Bergmann glia facilitate granule neuron migration during development and maintain the cerebellar organization and functional integrity. At present, molecular control of Bergmann glia specification from cerebellar radial glia is not fully understood. In this report, we show that ZEB2 (aka, SIP1 or ZFHX1B), a Mowat-Wilson syndrome-associated transcriptional regulator, is highly expressed in Bergmann glia, but hardly detectable in astrocytes in the cerebellum. The mice lacking in cerebellar radial glia exhibit severe deficits in Bergmann glia specification, and develop cerebellar cortical lamination dysgenesis and locomotion defects. In developing -mutant cerebella, inward migration of granule neuron progenitors is compromised, the proliferation of glial precursors is reduced, and radial glia fail to differentiate into Bergmann glia in the Purkinje cell layer. In contrast, ablation in granule neuron precursors or oligodendrocyte progenitors does not affect Bergmann glia formation, despite myelination deficits caused by mutation in the oligodendrocyte lineage. Transcriptome profiling identified that ZEB2 regulates a set of Bergmann glia-related genes and FGF, NOTCH, and TGFβ/BMP signaling pathway components. Our data reveal that ZEB2 acts as an integral regulator of Bergmann glia formation ensuring maintenance of cerebellar integrity, suggesting that ZEB2 dysfunction in Bergmann gliogenesis might contribute to motor deficits in Mowat-Wilson syndrome. Bergmann glia are essential for proper cerebellar organization and functional circuitry, however, the molecular mechanisms that control the specification of Bergmann glia remain elusive. Here, we show that transcriptional factor ZEB2 is highly expressed in mature Bergmann glia, but not in cerebellar astrocytes. The mice lacking in cerebellar radial glia, but not oligodendrocyte progenitors or granular neuron progenitors, exhibit severe defects in Bergmann glia formation. The orderly radial scaffolding formed by Bergmann glial fibers critical for cerebellar lamination was not established in mutants, displaying motor behavior deficits. This finding demonstrates a previously unrecognized critical role for ZEB2 in Bergmann glia specification, and points to an important contribution of ZEB2 dysfunction to cerebellar motor disorders in Mowat-Wilson syndrome.

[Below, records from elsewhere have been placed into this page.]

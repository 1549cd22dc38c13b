// Copyright (c) AlphaVelocity.
// All rights reserved.
//
// This source code is licensed under the license found in the
// LICENSE file in the root directory of this source tree.

use clap::{value_parser, Arg, ArgAction, Command};

fn json_args() -> [Arg; 2] {
    [
        Arg::new("json")
            .long("json")
            .action(ArgAction::SetTrue)
            .conflicts_with("jsonl")
            .help("Print JSON instead of a table"),
        Arg::new("jsonl")
            .long("jsonl")
            .action(ArgAction::SetTrue)
            .help("Print one JSON object per line"),
    ]
}

fn id_arg() -> Arg {
    Arg::new("id").required(true).help("Transaction or user id")
}

fn yes_arg() -> Arg {
    Arg::new("yes")
        .long("yes")
        .short('y')
        .action(ArgAction::SetTrue)
        .help("Skip the confirmation prompt")
}

fn tx_field_args(required: bool) -> [Arg; 5] {
    [
        Arg::new("date")
            .long("date")
            .help("YYYY-MM-DD (defaults to today when adding)"),
        Arg::new("amount").long("amount").required(required),
        Arg::new("currency")
            .long("currency")
            .required(required)
            .help("USD ($) or FC"),
        Arg::new("channel")
            .long("channel")
            .required(required)
            .help("Entrées or Sorties"),
        Arg::new("motif").long("motif").required(required),
    ]
}

pub fn build_cli() -> Command {
    Command::new("finsys")
        .version(clap::crate_version!())
        .about("FinSys: track entrées and sorties, approvals and balances")
        .subcommand_required(false)
        .subcommand(
            Command::new("config")
                .about("Local settings")
                .subcommand(Command::new("show").about("Show the effective API URL and session"))
                .subcommand(
                    Command::new("set-api")
                        .about("Store the backend base URL")
                        .arg(Arg::new("url").required(true)),
                ),
        )
        .subcommand(
            Command::new("auth")
                .about("Log in, register, log out")
                .subcommand(
                    Command::new("login")
                        .arg(Arg::new("email").long("email").required(true))
                        .arg(Arg::new("password").long("password").required(true)),
                )
                .subcommand(
                    Command::new("register")
                        .arg(Arg::new("name").long("name").required(true))
                        .arg(Arg::new("surname").long("surname").required(true))
                        .arg(Arg::new("email").long("email").required(true))
                        .arg(Arg::new("password").long("password").required(true))
                        .arg(Arg::new("dob").long("dob").help("Date of birth, YYYY-MM-DD"))
                        .arg(Arg::new("address").long("address"))
                        .arg(Arg::new("photo").long("photo").help("Path to a profile photo")),
                )
                .subcommand(Command::new("logout"))
                .subcommand(Command::new("whoami")),
        )
        .subcommand(
            Command::new("dashboard")
                .about("Balance cards and recent activity")
                .args(json_args()),
        )
        .subcommand(
            Command::new("tx")
                .about("Your transactions")
                .subcommand(
                    Command::new("list")
                        .arg(Arg::new("channel").long("channel"))
                        .arg(Arg::new("status").long("status"))
                        .arg(
                            Arg::new("limit")
                                .long("limit")
                                .value_parser(value_parser!(usize)),
                        )
                        .args(json_args()),
                )
                .subcommand(
                    Command::new("add")
                        .args(tx_field_args(true))
                        .arg(Arg::new("file").long("file").help("Receipt to attach"))
                        .arg(yes_arg()),
                ),
        )
        .subcommand(
            Command::new("financier")
                .about("All transactions with approved balances and top contributors")
                .arg(
                    Arg::new("top")
                        .long("top")
                        .value_parser(value_parser!(usize))
                        .default_value("3"),
                )
                .args(json_args()),
        )
        .subcommand(
            Command::new("admin")
                .about("Administration")
                .subcommand(
                    Command::new("tx")
                        .subcommand(Command::new("list").args(json_args()))
                        .subcommand(Command::new("pending").args(json_args()))
                        .subcommand(Command::new("show").arg(id_arg()).args(json_args()))
                        .subcommand(Command::new("approve").arg(id_arg()))
                        .subcommand(Command::new("decline").arg(id_arg()))
                        .subcommand(
                            Command::new("update")
                                .arg(id_arg())
                                .args(tx_field_args(false)),
                        )
                        .subcommand(Command::new("delete").arg(id_arg()).arg(yes_arg())),
                )
                .subcommand(
                    Command::new("users")
                        .subcommand(Command::new("list").args(json_args()))
                        .subcommand(
                            Command::new("update")
                                .arg(id_arg())
                                .arg(Arg::new("name").long("name"))
                                .arg(Arg::new("surname").long("surname"))
                                .arg(Arg::new("email").long("email"))
                                .arg(Arg::new("address").long("address"))
                                .arg(Arg::new("role").long("role").help(
                                    "user, admin, financier, pasteur or vice-president",
                                )),
                        )
                        .subcommand(Command::new("delete").arg(id_arg()).arg(yes_arg())),
                ),
        )
        .subcommand(
            Command::new("export")
                .about("Write transactions to a file")
                .subcommand(
                    Command::new("transactions")
                        .arg(Arg::new("format").long("format").required(true).help("csv|json"))
                        .arg(Arg::new("out").long("out").required(true))
                        .arg(
                            Arg::new("scope")
                                .long("scope")
                                .value_parser(["mine", "all"])
                                .default_value("mine"),
                        )
                        .arg(Arg::new("channel").long("channel")),
                ),
        )
}
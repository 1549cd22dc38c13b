// Copyright (c) AlphaVelocity.
// All rights reserved.
//
// This source code is licensed under the license found in the
// LICENSE file in the root directory of this source tree.

use crate::models::{Channel, Currency, Status, Transaction, User};
use rust_decimal::Decimal;
use serde::Serialize;
use std::collections::{BTreeMap, HashMap};

/// Entrées and sorties for one currency.
#[derive(Debug, Clone, Copy, Default, PartialEq, Eq, Serialize)]
pub struct ChannelTotals {
    pub entrees: Decimal,
    pub sorties: Decimal,
}

impl ChannelTotals {
    /// Montant disponible.
    pub fn net(&self) -> Decimal {
        self.entrees - self.sorties
    }
}

pub fn is_approved(tx: &Transaction) -> bool {
    tx.status == Status::Approved
}

/// Per-currency entrées/sorties over the transactions `keep` accepts.
/// Transactions on any other channel are skipped and do not even open a
/// currency bucket.
pub fn channel_totals<'a, I, P>(transactions: I, mut keep: P) -> BTreeMap<Currency, ChannelTotals>
where
    I: IntoIterator<Item = &'a Transaction>,
    P: FnMut(&Transaction) -> bool,
{
    let mut out: BTreeMap<Currency, ChannelTotals> = BTreeMap::new();
    for tx in transactions {
        if !tx.channel.is_known() || !keep(tx) {
            continue;
        }
        // Sign comes from the channel, never from the stored amount.
        let amount = tx.amount.abs();
        let slot = out.entry(tx.currency.clone()).or_default();
        let total = match tx.channel {
            Channel::Entrees => &mut slot.entrees,
            Channel::Sorties => &mut slot.sorties,
            Channel::Other(_) => continue,
        };
        match total.checked_add(amount) {
            Some(sum) => *total = sum,
            None => tracing::warn!(
                id = %tx.id,
                currency = %tx.currency,
                amount = %amount,
                "amount overflows the running total; transaction skipped"
            ),
        }
    }
    out
}

/// Net balance per currency: entrées added, sorties subtracted.
pub fn net_by_currency<'a, I, P>(transactions: I, keep: P) -> BTreeMap<Currency, Decimal>
where
    I: IntoIterator<Item = &'a Transaction>,
    P: FnMut(&Transaction) -> bool,
{
    channel_totals(transactions, keep)
        .into_iter()
        .map(|(ccy, t)| (ccy, t.net()))
        .collect()
}

pub fn approved_net_by_currency(transactions: &[Transaction]) -> BTreeMap<Currency, Decimal> {
    net_by_currency(transactions, is_approved)
}

/// Make sure the house currencies always show up on a card, even at zero.
pub fn with_house_currencies(
    mut totals: BTreeMap<Currency, ChannelTotals>,
) -> BTreeMap<Currency, ChannelTotals> {
    for ccy in [Currency::Usd, Currency::Fc] {
        totals.entry(ccy).or_default();
    }
    totals
}

#[derive(Debug, Clone, PartialEq, Eq, Serialize)]
pub struct Contributor {
    pub user_id: String,
    pub name: String,
    pub approved_count: usize,
}

/// Users ranked by number of approved transactions, most active first.
pub fn rank_contributors(transactions: &[Transaction], users: &[User]) -> Vec<Contributor> {
    let mut counts: HashMap<&str, usize> = HashMap::new();
    for tx in transactions.iter().filter(|t| is_approved(t)) {
        if let Some(uid) = tx.user_id.as_deref() {
            *counts.entry(uid).or_default() += 1;
        }
    }
    let mut ranked: Vec<Contributor> = counts
        .into_iter()
        .map(|(uid, approved_count)| {
            let name = users
                .iter()
                .find(|u| u.id == uid)
                .map(|u| u.full_name())
                .filter(|n| !n.is_empty())
                .unwrap_or_else(|| uid.to_string());
            Contributor {
                user_id: uid.to_string(),
                name,
                approved_count,
            }
        })
        .collect();
    ranked.sort_by(|a, b| {
        b.approved_count
            .cmp(&a.approved_count)
            .then_with(|| a.user_id.cmp(&b.user_id))
    });
    ranked
}
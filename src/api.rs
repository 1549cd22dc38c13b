// Copyright (c) AlphaVelocity.
// All rights reserved.
//
// This source code is licensed under the license found in the
// LICENSE file in the root directory of this source tree.

use crate::error::{classify_status, server_message, ApiError};
use crate::models::{
    LoginRequest, LoginResponse, NewTransaction, Registration, Status, Transaction,
    TransactionUpdate, User, UserUpdate,
};
use crate::session::Session;
use crate::utils::http_client;
use reqwest::blocking::{multipart::Form, RequestBuilder, Response};
use serde::de::DeserializeOwned;

/// Admin decision on a pending transaction.
#[derive(Debug, Clone, Copy, PartialEq, Eq)]
pub enum ReviewAction {
    Approve,
    Decline,
}

impl ReviewAction {
    pub fn segment(&self) -> &'static str {
        match self {
            ReviewAction::Approve => "approve",
            ReviewAction::Decline => "decline",
        }
    }
}

/// What the backend said when a new transaction was posted.
#[derive(Debug, Clone, Default, PartialEq)]
pub struct SubmitReceipt {
    pub http_status: u16,
    /// Status field from the response body, when it had one.
    pub reported_status: Option<Status>,
    pub transaction: Option<Transaction>,
}

impl SubmitReceipt {
    /// 202: the backend took the request but it still needs approval.
    pub fn is_pending_acceptance(&self) -> bool {
        self.http_status == 202
    }

    pub fn from_body(http_status: u16, body: &str) -> SubmitReceipt {
        let value: Option<serde_json::Value> = serde_json::from_str(body).ok();
        let reported_status = value
            .as_ref()
            .and_then(|v| v.get("status").or_else(|| v.get("Status")))
            .and_then(|s| s.as_str())
            .map(Status::parse);
        let transaction = value
            .filter(|v| v.get("id").is_some() || v.get("Id").is_some())
            .and_then(|v| serde_json::from_value::<Transaction>(v).ok());
        SubmitReceipt {
            http_status,
            reported_status,
            transaction,
        }
    }
}

/// Session-bound operations against the FinSys backend.
pub trait Backend {
    fn user_transactions(&self, user_id: &str) -> Result<Vec<Transaction>, ApiError>;
    fn all_transactions(&self) -> Result<Vec<Transaction>, ApiError>;
    fn pending_transactions(&self) -> Result<Vec<Transaction>, ApiError>;
    fn transaction(&self, id: &str) -> Result<Transaction, ApiError>;
    fn create_transaction(&self, tx: &NewTransaction) -> Result<SubmitReceipt, ApiError>;
    fn update_transaction(&self, id: &str, update: &TransactionUpdate) -> Result<(), ApiError>;
    fn delete_transaction(&self, id: &str) -> Result<(), ApiError>;
    fn review_transaction(&self, id: &str, action: ReviewAction) -> Result<(), ApiError>;
    fn users(&self) -> Result<Vec<User>, ApiError>;
    fn update_user(&self, id: &str, update: &UserUpdate) -> Result<(), ApiError>;
    fn delete_user(&self, id: &str) -> Result<(), ApiError>;
}

#[derive(Debug, Clone, Copy)]
enum Access {
    User,
    Admin,
}

pub struct ApiClient {
    http: reqwest::blocking::Client,
    base_url: String,
    token: Option<String>,
}

impl ApiClient {
    pub fn new(base_url: &str) -> Result<ApiClient, ApiError> {
        Ok(ApiClient {
            http: http_client()?,
            base_url: base_url.trim_end_matches('/').to_string(),
            token: None,
        })
    }

    pub fn with_session(mut self, session: Option<&Session>) -> ApiClient {
        self.token = session.map(|s| s.token.clone());
        self
    }

    pub fn url(&self, path: &str) -> String {
        format!("{}/{}", self.base_url, path.trim_start_matches('/'))
    }

    fn authed(&self, rb: RequestBuilder) -> Result<RequestBuilder, ApiError> {
        match self.token.as_deref().filter(|t| !t.is_empty()) {
            Some(token) => Ok(rb.bearer_auth(token)),
            None => Err(ApiError::Unauthenticated),
        }
    }

    fn send(&self, rb: RequestBuilder, access: Access) -> Result<Response, ApiError> {
        let req = rb.build()?;
        tracing::debug!(method = %req.method(), url = %req.url(), "backend request");
        let resp = self.http.execute(req)?;
        let status = resp.status();
        if status.is_success() {
            return Ok(resp);
        }
        let url = resp.url().to_string();
        let body = resp.text().unwrap_or_default();
        tracing::warn!(status = status.as_u16(), url = %url, "backend refused request");
        Err(classify_status(
            status.as_u16(),
            &body,
            matches!(access, Access::Admin),
        ))
    }

    fn get_json<T: DeserializeOwned>(&self, path: &str, access: Access) -> Result<T, ApiError> {
        let rb = self.authed(self.http.get(self.url(path)))?;
        let body = self.send(rb, access)?.text()?;
        Ok(serde_json::from_str(&body)?)
    }

    fn expect_status(resp: Response, accepted: &[u16]) -> Result<(), ApiError> {
        let status = resp.status().as_u16();
        if accepted.contains(&status) {
            Ok(())
        } else {
            Err(ApiError::Server {
                status,
                message: format!(
                    "unexpected response: {}",
                    server_message(&resp.text().unwrap_or_default())
                ),
            })
        }
    }

    pub fn login(&self, email: &str, password: &str) -> Result<LoginResponse, ApiError> {
        let rb = self
            .http
            .post(self.url("Auth/login"))
            .json(&LoginRequest { email, password });
        let resp = self.http.execute(rb.build()?)?;
        let status = resp.status();
        let body = resp.text()?;
        if !status.is_success() {
            tracing::warn!(status = status.as_u16(), "login refused");
            let message = if body.trim().is_empty() {
                "Login failed. Check credentials.".to_string()
            } else {
                server_message(&body)
            };
            return Err(ApiError::Server {
                status: status.as_u16(),
                message,
            });
        }
        Ok(serde_json::from_str(&body)?)
    }

    pub fn register(&self, reg: &Registration) -> Result<User, ApiError> {
        let mut form = Form::new()
            .text("name", reg.name.clone())
            .text("surname", reg.surname.clone())
            .text("email", reg.email.clone())
            .text("address", reg.address.clone().unwrap_or_default())
            .text("password", reg.password.clone());
        if let Some(dob) = reg.dob {
            form = form.text("dob", format!("{}T00:00:00.000Z", dob.format("%Y-%m-%d")));
        }
        if let Some(photo) = &reg.photo {
            form = form.file("photo", photo).map_err(|e| {
                ApiError::Validation(format!("cannot attach {}: {}", photo.display(), e))
            })?;
        }
        let rb = self.http.post(self.url("Auth/register")).multipart(form);
        let body = self.send(rb, Access::User)?.text()?;
        Ok(serde_json::from_str(&body).unwrap_or_else(|_| User {
            email: reg.email.clone(),
            name: reg.name.clone(),
            surname: reg.surname.clone(),
            ..User::default()
        }))
    }
}

impl Backend for ApiClient {
    fn user_transactions(&self, user_id: &str) -> Result<Vec<Transaction>, ApiError> {
        self.get_json(&format!("transactions/user/{}", user_id), Access::User)
    }

    fn all_transactions(&self) -> Result<Vec<Transaction>, ApiError> {
        self.get_json("transactions/all", Access::Admin)
    }

    fn pending_transactions(&self) -> Result<Vec<Transaction>, ApiError> {
        self.get_json("transactions/pending", Access::Admin)
    }

    fn transaction(&self, id: &str) -> Result<Transaction, ApiError> {
        self.get_json(&format!("transactions/item/{}", id), Access::Admin)
    }

    fn create_transaction(&self, tx: &NewTransaction) -> Result<SubmitReceipt, ApiError> {
        let mut form = Form::new()
            .text("Date", tx.date.format("%Y-%m-%d").to_string())
            .text("Amount", tx.amount.to_string())
            .text("Currency", tx.currency.code().to_string())
            .text("Channel", tx.channel.label().to_string())
            .text("Motif", tx.motif.clone());
        if let Some(path) = &tx.file {
            form = form.file("File", path).map_err(|e| {
                ApiError::Validation(format!("cannot attach {}: {}", path.display(), e))
            })?;
        }
        let rb = self.authed(self.http.post(self.url("transactions")).multipart(form))?;
        let resp = self.send(rb, Access::User)?;
        let status = resp.status().as_u16();
        let body = resp.text()?;
        Ok(SubmitReceipt::from_body(status, &body))
    }

    fn update_transaction(&self, id: &str, update: &TransactionUpdate) -> Result<(), ApiError> {
        let rb = self.authed(
            self.http
                .patch(self.url(&format!("transactions/item/{}", id)))
                .json(update),
        )?;
        Self::expect_status(self.send(rb, Access::Admin)?, &[200, 204])
    }

    fn delete_transaction(&self, id: &str) -> Result<(), ApiError> {
        let rb = self.authed(
            self.http
                .delete(self.url(&format!("transactions/item/{}", id))),
        )?;
        Self::expect_status(self.send(rb, Access::Admin)?, &[200, 202, 204])
    }

    fn review_transaction(&self, id: &str, action: ReviewAction) -> Result<(), ApiError> {
        let path = format!("transactions/item/{}/{}", id, action.segment());
        let rb = self.authed(self.http.put(self.url(&path)))?;
        self.send(rb, Access::Admin)?;
        Ok(())
    }

    fn users(&self) -> Result<Vec<User>, ApiError> {
        self.get_json("users/all", Access::Admin)
    }

    fn update_user(&self, id: &str, update: &UserUpdate) -> Result<(), ApiError> {
        let rb = self.authed(
            self.http
                .patch(self.url(&format!("users/{}", id)))
                .json(update),
        )?;
        Self::expect_status(self.send(rb, Access::Admin)?, &[200, 204])
    }

    fn delete_user(&self, id: &str) -> Result<(), ApiError> {
        let rb = self.authed(self.http.delete(self.url(&format!("users/{}", id))))?;
        Self::expect_status(self.send(rb, Access::Admin)?, &[200, 202, 204])
    }
}
//! Host-event driven lifecycle of document indices.

use std::path::Path;

use symdex::{
    DocumentId, DocumentIndexManager, FrozenInsertPolicy, IndexConfig, IndexError, IndexState,
    SharedDocumentIndexManager, SymbolInfo, SymbolKind,
};

use crate::helpers::source_fixtures::*;
use crate::helpers::symbol_assertions::*;

fn blur_id() -> DocumentId {
    DocumentId::from_relative_path(Path::new("./shaders/../blur.fx"))
}

#[test]
fn test_open_indexes_document_and_system_symbols() {
    let mut manager = manager();
    let index = manager.on_open(blur_id(), BLUR_SHADER).unwrap();

    assert_eq!(index.state(), IndexState::Frozen);
    assert_eq!(index.len(), 11);
    assert_eq!(get_symbol(index, "KERNEL_SIZE").value, Some(5));
    assert_eq!(get_symbol(index, "FLAGS").value, Some(16));
    assert_symbol_kind(index, "tint", SymbolKind::Variable);
    assert_symbol_kind(index, "strength", SymbolKind::Variable);
    assert_symbol_kind(index, "weight", SymbolKind::Function);
    assert_symbol_kind(index, "BlurPass", SymbolKind::Module);
    assert_symbol_kind(index, "saturate", SymbolKind::Function);
    assert_symbol_kind(index, "uniform", SymbolKind::Keyword);
    assert_index_consistent(index);

    assert_eq!(blur_id().as_str(), "blur.fx");
    assert!(manager.has(&DocumentId::from("blur.fx")));
}

#[test]
fn test_system_symbols_override_document_declarations() {
    let mut manager = manager();
    let text = "float saturate(float v);\n#define LERP 3\n";
    let index = manager.on_open("override.fx", text).unwrap();

    // Built-ins are merged after extraction, so they win the collision.
    let saturate = get_symbol(index, "saturate");
    assert_eq!(saturate.detail, "float saturate(float x)");
    assert_eq!(saturate.declaration_offset, 0);
    let lerp = get_symbol(index, "lerp");
    assert_eq!(lerp.kind, SymbolKind::Function);
    assert_eq!(lerp.value, None);
}

#[test]
fn test_change_replaces_index_wholesale() {
    let mut manager = manager();
    let id = blur_id();
    manager.on_open(id.clone(), BLUR_SHADER).unwrap();

    let index = manager.on_change(id.clone(), BLUR_SHADER_EDITED).unwrap();
    assert_eq!(index.len(), 8);
    assert_eq!(get_symbol(index, "kernel_size").value, Some(9));
    assert_symbol_absent(index, "strength");
    assert_symbol_absent(index, "weight");
    assert_symbol_absent(index, "BlurPass");
    assert_symbol_absent(index, "flags");
    assert_symbol_kind(index, "SharpenPass", SymbolKind::Module);
    assert_symbol_kind(index, "lerp", SymbolKind::Function);
    assert_eq!(completion_labels(index, "s"), vec!["SharpenPass", "saturate"]);
    assert_eq!(manager.document_count(), 1);
}

#[test]
fn test_documents_do_not_share_symbols() {
    let mut manager = manager();
    manager.on_open("blur.fx", BLUR_SHADER).unwrap();
    manager.on_open("sharpen.fx", BLUR_SHADER_EDITED).unwrap();

    let blur = manager.lookup(&DocumentId::from("blur.fx")).unwrap();
    let sharpen = manager.lookup(&DocumentId::from("sharpen.fx")).unwrap();
    assert_symbol_absent(blur, "SharpenPass");
    assert_symbol_absent(sharpen, "BlurPass");
    assert_eq!(get_symbol(blur, "KERNEL_SIZE").value, Some(5));
    assert_eq!(get_symbol(sharpen, "KERNEL_SIZE").value, Some(9));

    let mut documents: Vec<&str> = manager.documents().map(DocumentId::as_str).collect();
    documents.sort();
    assert_eq!(documents, vec!["blur.fx", "sharpen.fx"]);
}

#[test]
fn test_close_then_populate_is_a_fault() {
    let mut manager = manager();
    let id = blur_id();
    manager.on_open(id.clone(), BLUR_SHADER).unwrap();
    assert!(manager.on_close(&id));
    assert!(!manager.on_close(&id));
    assert!(manager.lookup(&id).is_none());

    assert_eq!(
        manager.register_and_populate(&id),
        Err(IndexError::MissingDocument { document: id.clone() })
    );
    assert!(!manager.has(&id));
}

#[test]
fn test_reset_keeps_only_system_symbols() {
    let mut manager = manager();
    let id = blur_id();
    manager.on_open(id.clone(), BLUR_SHADER).unwrap();
    manager.reset(&id).unwrap();

    let index = manager.lookup(&id).unwrap();
    assert_eq!(index.len(), 5);
    assert_eq!(index.state(), IndexState::Populated);
    assert_symbol_absent(index, "KERNEL_SIZE");
    assert_eq!(completion_labels(index, ""), vec![
        "float4", "lerp", "return", "saturate", "uniform"
    ]);
}

#[test]
fn test_manual_create_and_populate() {
    let mut manager = manager();
    let id = DocumentId::from("scratch.fx");
    manager
        .create(id.clone())
        .add(SymbolInfo::new("scratch", SymbolKind::Variable))
        .unwrap();
    manager.register_and_populate(&id).unwrap();

    let index = manager.lookup_mut(&id).unwrap();
    assert_eq!(index.len(), 6);
    index.freeze();
    assert!(index.add(SymbolInfo::new("late", SymbolKind::Text)).is_err());
}

#[test]
fn test_ignore_policy_tolerates_populating_frozen_index() {
    let config = IndexConfig::new().with_frozen_insert(FrozenInsertPolicy::Ignore);
    let mut manager = DocumentIndexManager::new(system_symbols(), shader_grammar(), config);
    let id = DocumentId::from("blur.fx");
    manager.on_open(id.clone(), "#define ONLY 1").unwrap();

    manager.register_and_populate(&id).unwrap();
    let index = manager.lookup(&id).unwrap();
    assert_eq!(index.len(), 6);
    assert_eq!(get_symbol(index, "only").value, Some(1));
}

#[test]
fn test_unfrozen_configuration() {
    let config = IndexConfig::new().with_freeze_after_populate(false);
    let mut manager = DocumentIndexManager::new(system_symbols(), shader_grammar(), config);
    let id = DocumentId::from("live.fx");
    manager.on_open(id.clone(), BLUR_SHADER).unwrap();

    let index = manager.lookup_mut(&id).unwrap();
    assert_eq!(index.state(), IndexState::Populated);
    index.add(SymbolInfo::new("extra", SymbolKind::Text)).unwrap();
    assert_eq!(index.len(), 12);
}

#[test]
fn test_shared_manager_handles_concurrent_documents() {
    let manager = SharedDocumentIndexManager::new(
        system_symbols(),
        shader_grammar(),
        IndexConfig::default(),
    );

    std::thread::scope(|scope| {
        for i in 0..8 {
            let manager = &manager;
            scope.spawn(move || {
                let text = if i % 2 == 0 { BLUR_SHADER } else { BLUR_SHADER_EDITED };
                manager.on_open(format!("doc{i}.fx"), text).unwrap();
            });
        }
    });

    assert_eq!(manager.document_count(), 8);
    for i in 0..8 {
        let id = DocumentId::from(format!("doc{i}.fx"));
        let expected = if i % 2 == 0 { 11 } else { 8 };
        assert_eq!(manager.with_index(&id, |index| index.len()), Some(expected));
    }

    let id = DocumentId::from("doc0.fx");
    manager.on_change(id.clone(), BLUR_SHADER_EDITED).unwrap();
    assert_eq!(
        manager.with_index(&id, |index| index.contains("SharpenPass")),
        Some(true)
    );
    assert!(manager.on_close(&id));
    assert_eq!(manager.with_index(&id, |index| index.len()), None);
}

Bergmann 胶质细胞在发育过程中促进颗粒神经元迁移,并维持小脑的组织和功能完整性。目前,小脑放射状胶质细胞向 Bergmann 胶质细胞分化的分子调控机制尚不完全清楚。在本报告中,我们发现 ZEB2(也称为 SIP1 或 ZFHX1B),一种 Mowat-Wilson 综合征相关转录调节因子,在 Bergmann 胶质细胞中高度表达,但在小脑星形胶质细胞中几乎检测不到。小脑放射状胶质细胞中缺失的小鼠表现出 Bergmann 胶质细胞分化严重缺陷,并出现小脑皮层层状结构发育不良和运动缺陷。在发育中的突变小脑中,颗粒神经元前体细胞的向内迁移受损,神经前体细胞的增殖减少,放射状胶质细胞不能分化为浦肯野细胞层中的 Bergmann 胶质细胞。相比之下,颗粒神经元前体细胞或少突胶质细胞前体细胞中的缺失并不影响 Bergmann 胶质细胞的形成,尽管在少突胶质细胞谱系中发生突变会导致髓鞘缺陷。转录组谱分析表明,ZEB2 调控一组 Bergmann 胶质细胞相关基因以及 FGF、NOTCH 和 TGFβ/BMP 信号通路成分。我们的数据表明,ZEB2 作为 Bergmann 胶质细胞形成的整体调节因子,确保小脑完整性的维持,这表明 Mowat-Wilson 综合征中 Bergmann 胶质发生功能障碍可能导致运动缺陷。Bergmann 胶质细胞对小脑的正常组织和功能回路至关重要,但控制 Bergmann 胶质细胞特化的分子机制仍不清楚。在这里,我们发现转录因子 ZEB2 在成熟的 Bergmann 胶质细胞中高度表达,但在小脑星形胶质细胞中不表达。小脑放射状胶质细胞中缺失,但少突胶质细胞前体细胞或颗粒神经元前体细胞中缺失的小鼠,Bergmann 胶质细胞形成严重缺陷。在突变体中,没有建立起 Bergmann 胶质纤维形成的有序放射状支架,这对小脑层状结构至关重要,导致运动行为缺陷。这一发现表明 ZEB2 在 Bergmann 胶质细胞特化中具有先前未被认识的关键作用,并指出 ZEB2 功能障碍对 Mowat-Wilson 综合征中小脑运动障碍的重要贡献。